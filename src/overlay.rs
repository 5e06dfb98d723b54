pub mod budget;
pub mod characters;
pub mod chart;
pub mod checklist;
pub mod letter;
pub mod quote;
pub mod sentiment;
pub mod slide;
pub mod subtitle;
pub mod ticker;

/// Advance-width estimate for laying out inline runs next to each other.
/// Fullwidth glyphs advance one em, ASCII roughly half. The host's real
/// text engine owns final metrics; scene boxes only need to be close.
pub(crate) fn approx_text_width(text: &str, font_size: f64) -> f64 {
    let ems: f64 = text
        .chars()
        .map(|c| if c.is_ascii() { 0.55 } else { 1.0 })
        .sum();
    ems * font_size
}
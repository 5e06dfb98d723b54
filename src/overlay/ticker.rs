//! Ticker crawl, progress strip, and the source credit.

use kurbo::Rect;

use crate::foundation::core::{Canvas, FrameIndex, Rgba8};
use crate::scene::tree::{SceneNode, TextAlign, TextStyle, Visual};

pub(crate) const TICKER_Z: i32 = 100;
pub(crate) const PROGRESS_Z: i32 = 101;
pub(crate) const SOURCE_Z: i32 = 105;

/// Logical advance per glyph at the crawl's font size.
const CHAR_ADVANCE: f64 = 56.0;
/// Eight ideographic spaces between and around entries.
const PAD: &str = "\u{3000}\u{3000}\u{3000}\u{3000}\u{3000}\u{3000}\u{3000}\u{3000}";
const FALLBACK_TEXT: &str = "カツミとヒロシの本音ニューストーク";

/// Joined crawl text with padding runs on both ends.
pub(crate) fn ticker_text(texts: &[String]) -> String {
    if texts.is_empty() {
        return format!("{PAD}{FALLBACK_TEXT}{PAD}");
    }
    format!("{PAD}{}{PAD}", texts.join(PAD))
}

/// Emits the crawl: the text run enters from the right edge and wraps once
/// it has fully crossed the canvas.
pub(crate) fn emit_ticker(
    nodes: &mut Vec<SceneNode>,
    canvas: Canvas,
    frame: FrameIndex,
    texts: &[String],
) {
    let text = ticker_text(texts);
    let text_width = text.chars().count() as f64 * CHAR_ADVANCE;
    let offset = (frame.0 as f64 * 1.2) % (text_width + canvas.width_f());
    let x = canvas.width_f() - offset;

    let bar_top = canvas.height_f() - 80.0;
    nodes.push(SceneNode::new(
        "ticker.bar",
        TICKER_Z,
        Visual::Rect {
            rect: Rect::new(0.0, bar_top, canvas.width_f(), canvas.height_f()),
            fill: Rgba8::BLACK.with_alpha(0.95),
            corner_radius: 0.0,
        },
    ));
    nodes.push(SceneNode::new(
        "ticker.text",
        TICKER_Z,
        Visual::Text {
            rect: Rect::new(x, bar_top, x + text_width, canvas.height_f() - 10.0),
            content: text,
            style: TextStyle::new(48.0, Rgba8::WHITE),
        },
    ));
}

/// Bottom progress strip: channel-colored fill over a faint track.
pub(crate) fn emit_progress(
    nodes: &mut Vec<SceneNode>,
    canvas: Canvas,
    frame: FrameIndex,
    duration_in_frames: u64,
    channel_color: Rgba8,
) {
    let y0 = canvas.height_f() - 6.0;
    nodes.push(SceneNode::new(
        "progress.track",
        PROGRESS_Z,
        Visual::Rect {
            rect: Rect::new(0.0, y0, canvas.width_f(), canvas.height_f()),
            fill: Rgba8::BLACK.with_alpha(0.3),
            corner_radius: 0.0,
        },
    ));
    let fraction = if duration_in_frames > 0 {
        frame.0 as f64 / duration_in_frames as f64
    } else {
        0.0
    };
    nodes.push(SceneNode::new(
        "progress.fill",
        PROGRESS_Z,
        Visual::Rect {
            rect: Rect::new(0.0, y0, canvas.width_f() * fraction, canvas.height_f()),
            fill: channel_color,
            corner_radius: 0.0,
        },
    ));
}

/// News-source credit over the subtitle bar's top edge. Skipped for empty
/// sources and for first-hand reporting, which credits nobody.
pub(crate) fn emit_source(nodes: &mut Vec<SceneNode>, canvas: Canvas, bar_top: f64, source: &str) {
    if source.is_empty() || source == "独自取材" {
        return;
    }
    nodes.push(SceneNode::new(
        "source",
        SOURCE_Z,
        Visual::Text {
            rect: Rect::new(0.0, bar_top - 2.0, canvas.width_f() - 20.0, bar_top - 2.0 + 34.0),
            content: format!("出典：{source}"),
            style: TextStyle {
                align: TextAlign::Right,
                ..TextStyle::new(28.0, Rgba8::WHITE)
            },
        },
    ));
}
pub mod core;
pub mod error;
pub(crate) mod math;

§ **Task goal**: Going through the entries above, count the lines that have the word "fill" and state that count alone.

§ **Answer to the problem**: 5